Il a justement été question du manque de débats politiques et de démocratie sous le règne quasi sempiternel de la prétendue “majorité alsacienne”, celle qu’on peut chasser au profit d’une “nouvelle majorité”.

On ne sait si les abstentionnistes du 1er tour se sentiront concernés par ces jeux politicards, on en doute, même si Zoubida Naïli nous assurait à la sortie de la réunion, que le porte à porte dans les quartiers populaires abstentionnistes lui donnait espoir.

Chaque voix comptera dimanche prochain.

Le Palais des Fêtes, certes, était plein, au parterre et il a fallu ouvrir l’arrière. Mais l’enthousiasme semblait un peu commandé et quelque peu tiède.

Organisation à l’américaine, drapeaux, écrans, entrée des artistes sous les spots des caméras, fanfare, du réchauffé.Bien qu’ ait été rappelé, en hommage à Jean Ferrat que “la femme est l’avenir de l’homme”, il y a encore du chemin à faire en Alsace où aucune d’elle n’est tête de liste.

C’est dire si en Alsace, il va falloir en dégager quelques uns.

Se sont succédés trois pantalons qui n’avaient hélas rien de ” poupées en pantalon”.

Chacun dans son idiosyncrasie propre.

Waechter en pro des élections présidentielles, calme, lent, réfléchi imposa d’emblée un silence d’écoute total, où se mêlaient la curiosité et la crainte.

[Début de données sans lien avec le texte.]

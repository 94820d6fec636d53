//! WebSocket protocol messages.
//!
//! Both directions are closed unions tagged on a `type` field. Outbound
//! messages that belong to a session carry its identifier in `session` so a
//! client can tell overlapping sessions on one connection apart.

use serde::{Deserialize, Serialize};
use thiserror::Error;

use crate::staging::SessionId;

/// Client → server.
#[derive(Debug, Clone, PartialEq, Eq, Deserialize)]
#[serde(tag = "type", rename_all = "snake_case")]
pub enum Inbound {
    /// A photo to reimagine, as a `data:image/...;base64,` URL.
    Image { data: String },
}

/// Tags [`Inbound`] understands.
const INBOUND_TAGS: &[&str] = &["image"];

#[derive(Debug, Error)]
pub enum MessageError {
    #[error("malformed message: {0}")]
    Malformed(#[from] serde_json::Error),

    #[error("message has no `type` field")]
    MissingType,

    #[error("unknown message type '{0}'")]
    UnknownType(String),
}

#[derive(Deserialize)]
struct Tagged {
    #[serde(rename = "type")]
    kind: Option<String>,
}

impl Inbound {
    /// Parse a text frame. Unrecognised tags are rejected with
    /// [`MessageError::UnknownType`] rather than ignored.
    pub fn parse(text: &str) -> Result<Self, MessageError> {
        let tagged: Tagged = serde_json::from_str(text)?;
        let kind = tagged.kind.ok_or(MessageError::MissingType)?;
        if !INBOUND_TAGS.contains(&kind.as_str()) {
            return Err(MessageError::UnknownType(kind));
        }
        Ok(serde_json::from_str(text)?)
    }
}

/// Which text a `description` message carries.
#[derive(Debug, Clone, Copy, PartialEq, Eq, Serialize, Deserialize)]
#[serde(rename_all = "snake_case")]
pub enum DescriptionKind {
    /// Output of the vision model.
    Raw,
    /// Prompt the generation service actually used.
    Revised,
}

/// Server → client.
#[derive(Debug, Clone, PartialEq, Eq, Serialize, Deserialize)]
#[serde(tag = "type", rename_all = "snake_case")]
pub enum Outbound {
    Status {
        session: SessionId,
        body: String,
    },
    Description {
        session: SessionId,
        kind: DescriptionKind,
        body: String,
    },
    Error {
        #[serde(default, skip_serializing_if = "Option::is_none")]
        session: Option<SessionId>,
        body: String,
    },
    /// Final result as a `data:image/jpeg;base64,` URL.
    Image {
        session: SessionId,
        data: String,
    },
}

impl Outbound {
    pub fn session(&self) -> Option<SessionId> {
        match self {
            Outbound::Status { session, .. }
            | Outbound::Description { session, .. }
            | Outbound::Image { session, .. } => Some(*session),
            Outbound::Error { session, .. } => *session,
        }
    }

    pub fn to_json(&self) -> String {
        // Every variant is plain strings and integers.
        serde_json::to_string(self).unwrap_or_else(|e| {
            format!(r#"{{"type":"error","body":"failed to encode message: {e}"}}"#)
        })
    }
}

#[cfg(test)]
mod test {
    use serde_json::{Value, json};

    use super::*;

    #[test]
    fn parses_image_message() {
        let msg = Inbound::parse(r#"{"type":"image","data":"data:image/jpeg;base64,AAAA"}"#).unwrap();
        assert_eq!(
            msg,
            Inbound::Image {
                data: "data:image/jpeg;base64,AAAA".into()
            }
        );
    }

    #[test]
    fn unknown_tag_is_rejected() {
        let err = Inbound::parse(r#"{"type":"video","data":"x"}"#).unwrap_err();
        assert!(matches!(err, MessageError::UnknownType(ref t) if t == "video"));
        assert_eq!(err.to_string(), "unknown message type 'video'");
    }

    #[test]
    fn missing_tag_and_fields_are_reported() {
        assert!(matches!(
            Inbound::parse(r#"{"data":"x"}"#).unwrap_err(),
            MessageError::MissingType
        ));
        assert!(matches!(
            Inbound::parse(r#"{"type":"image"}"#).unwrap_err(),
            MessageError::Malformed(_)
        ));
        assert!(matches!(
            Inbound::parse("not json").unwrap_err(),
            MessageError::Malformed(_)
        ));
    }

    #[test]
    fn outbound_wire_shape() {
        let session = SessionId::from(1_700_000_000_000);
        let status: Value = serde_json::from_str(
            &Outbound::Status { session, body: "image received".into() }.to_json(),
        )
        .unwrap();
        assert_eq!(status, json!({"type":"status","session":1700000000000u64,"body":"image received"}));

        let description: Value = serde_json::from_str(
            &Outbound::Description {
                session,
                kind: DescriptionKind::Revised,
                body: "a red circle".into(),
            }
            .to_json(),
        )
        .unwrap();
        assert_eq!(description["type"], "description");
        assert_eq!(description["kind"], "revised");

        let error: Value =
            serde_json::from_str(&Outbound::Error { session: None, body: "boom".into() }.to_json()).unwrap();
        assert_eq!(error, json!({"type":"error","body":"boom"}));
    }

    #[test]
    fn session_accessor() {
        let session = SessionId::from(7);
        assert_eq!(Outbound::Image { session, data: String::new() }.session(), Some(session));
        assert_eq!(Outbound::Error { session: None, body: String::new() }.session(), None);
    }
}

Froid au début, le public se dégela comme l’Alsace enfin printanière,et l’Antoine du “ni droite ni gauche”se fit enfin applaudir.

Fernique seul intervint dans le style enflammé et plein de convictions qu’on lui connaît, combattif, il chauffa la salle avec ses espérances écolos-durables.

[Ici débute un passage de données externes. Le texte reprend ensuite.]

use http::HeaderValue;
use tower_http::cors::{Any, CorsLayer};

use crate::state::AppState;

/// CORS for the UI and health routes.
///
/// An unset or unparseable `REIMAGINE_CORS_ORIGINS` allows any origin.
pub fn cors_layer(state: &AppState) -> CorsLayer {
    let base = CorsLayer::new().allow_headers(Any).allow_methods(Any);

    let origins: Vec<HeaderValue> = state
        .config
        .cors_allowed_origins
        .as_deref()
        .map(|list| list.split(',').filter_map(|s| s.trim().parse().ok()).collect())
        .unwrap_or_default();

    if origins.is_empty() {
        base.allow_origin(Any)
    } else {
        base.allow_origin(origins)
    }
}
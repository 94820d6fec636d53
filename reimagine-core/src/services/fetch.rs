use async_trait::async_trait;
use bytes::Bytes;
use tracing::{debug, warn};

use super::FetchImage;
use crate::error::ServiceError;

/// Downloads generated images over plain HTTP(S).
#[derive(Debug, Clone, Default)]
pub struct HttpFetcher {
    client: reqwest::Client,
}

impl HttpFetcher {
    pub fn new(client: reqwest::Client) -> Self {
        Self { client }
    }
}

#[async_trait]
impl FetchImage for HttpFetcher {
    async fn fetch(&self, url: &str) -> Result<Bytes, ServiceError> {
        let response = self.client.get(url).send().await?;

        let status = response.status();
        if !status.is_success() {
            let body = response.text().await.unwrap_or_default();
            warn!(%status, "image download failed");
            return Err(ServiceError::Status { status, body });
        }

        let bytes = response.bytes().await?;
        debug!(bytes = bytes.len(), "image downloaded");
        Ok(bytes)
    }
}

Bigot, enfin, s’exprima, plus comme l’avocat qu’il est, long, mal placé devant les micros, avec des tas d’incises chuchotées comme autant de confidences qui se voulaient proches des citoyens électeurs. Il décocha quelques flèches bien ciblées contre Richert et la “majorité alsacienne” autoproclamée.

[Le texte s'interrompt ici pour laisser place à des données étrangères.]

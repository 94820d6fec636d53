//! Errors on the gateway's receive path.
//!
//! None of these close the connection: each one becomes an `error` message
//! for the client that sent the offending frame. Session failures are not
//! listed here; the pipeline reports those itself.

use reimagine_core::{MessageError, Outbound};
use thiserror::Error;
use tracing::warn;

#[derive(Debug, Error)]
pub enum GatewayError {
    /// The text frame was not a valid inbound message.
    #[error(transparent)]
    Message(#[from] MessageError),

    /// The protocol is JSON over text frames only.
    #[error("binary frames are not supported; send JSON text frames")]
    BinaryFrame,
}

impl From<GatewayError> for Outbound {
    fn from(e: GatewayError) -> Self {
        warn!(error = %e, "rejected inbound frame");
        Outbound::Error {
            session: None,
            body: e.to_string(),
        }
    }
}
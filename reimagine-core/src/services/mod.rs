//! Capabilities the session pipeline depends on.
//!
//! Each capability is a narrow async trait so the pipeline can be driven by
//! the real HTTP-backed implementations in production and by fakes in tests.

pub mod fetch;
pub mod openai;
pub mod transcode;

use async_trait::async_trait;
use bytes::Bytes;
use serde::{Deserialize, Serialize};

use crate::embed::EmbeddedImage;
use crate::error::ServiceError;

pub use fetch::HttpFetcher;
pub use openai::{OpenAiClient, OpenAiConfig};
pub use transcode::{RasterFormat, transcode};

/// Token accounting reported by the vision service.
#[derive(Debug, Clone, Copy, Default, PartialEq, Eq, Serialize, Deserialize)]
pub struct Usage {
    #[serde(default)]
    pub prompt_tokens: u32,
    #[serde(default)]
    pub completion_tokens: u32,
    #[serde(default)]
    pub total_tokens: u32,
}

/// Text produced by the vision service for one image.
#[derive(Debug, Clone, PartialEq, Eq)]
pub struct Description {
    pub text: String,
    pub usage: Usage,
}

/// One entry returned by the generation service.
#[derive(Debug, Clone, PartialEq, Eq)]
pub struct GeneratedImage {
    pub url: String,
    /// The prompt the service actually used, when it rewrote ours.
    pub revised_prompt: Option<String>,
}

#[async_trait]
pub trait DescribeImage: Send + Sync {
    async fn describe(&self, image: &EmbeddedImage) -> Result<Description, ServiceError>;
}

#[async_trait]
pub trait GenerateImage: Send + Sync {
    /// Generate images for `prompt`. With `literal` set the prompt is wrapped
    /// by [`literal_prompt`] before submission.
    async fn generate(&self, prompt: &str, literal: bool)
    -> Result<Vec<GeneratedImage>, ServiceError>;
}

#[async_trait]
pub trait FetchImage: Send + Sync {
    async fn fetch(&self, url: &str) -> Result<Bytes, ServiceError>;
}

/// Wrap `text` so the generation service uses it as-is instead of
/// embellishing it. `text` appears verbatim in the result.
pub fn literal_prompt(text: &str) -> String {
    format!(
        "I NEED to test how the tool works with extremely concrete prompts. \
         DO NOT add any detail or variation, just use it AS-IS:`{text}`"
    )
}

#[cfg(test)]
mod test {
    use super::*;

    #[test]
    fn literal_prompt_keeps_text_verbatim() {
        let wrapped = literal_prompt("red circle");
        assert!(wrapped.contains("`red circle`"));
        assert!(wrapped.starts_with("I NEED to test"));
    }

    #[test]
    fn usage_tolerates_missing_fields() {
        let usage: Usage = serde_json::from_str(r#"{"total_tokens": 12}"#).unwrap();
        assert_eq!(usage, Usage { prompt_tokens: 0, completion_tokens: 0, total_tokens: 12 });
    }
}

Le moins qu’on puisse dire, au-delà du “c’est possible”, partagé avec Fernique, c’est que ça manquait de punch (dans les deux prononciations du mot: le bar du Palais des Fêtes était fermé!).

Le pire vint au moment de l’appel en direction de ceux et celles qui n’avaient pas voté pour eux ou pas voté du tout.

Il se tourna vers les “centristes” du MoDem, dirigés ici par l’ex Vert, Yann Wehrling, afin qu’ils ajoutent leurs voix au centristes déjà représentés sur la liste par la fille Hoeffel de Handschuheim.

On l’entendit aussi en appeler aux “régionalistes”,sans préciser lesquels, sachant qu’il y en avait sur toutes les listes jusqu’à l’extrême-droite.

Et il n’eut pas un mot pour les 5 à 6 % d’électeurs-trices qui ont voté à gauche du PS bien qu’ à l’exception de LO, elles aient toutes, du NPA, à Écologie sociale, solidaire et décroissante, en passant par Ensemble pour une Alsace à gauche appelé à voter Bigot-Fernique !

S’il manque quelques milliers ou centaines de voix dimanche prochain, Jaques Bigot n’aura qu’à s’en prendre à son “oubli” selon l’un peu court commentaire que Philippe Bies nous fit à la sortie. Lapsus révélateur comme on dit chez les freudiens!

Ma voisine qui, comme moi, avait voté Front de gauche, plutôt que NPA, pour une fois, se demanda, un instant, si elle allait donner sa voix à ce Bigot là- surtout en ces terres si peu laïques.

Ce soir, à la Lanterne, dans la rue du même nom, au centre ville de Strasbourg,les jeunes vous donnent rendez-vous pour un “speed-dating”, comme ils disent dans leur alsacien à eux. Et là, au moins, on est sûr qu’il y aura de la mousse à boire! Allez les djeuns!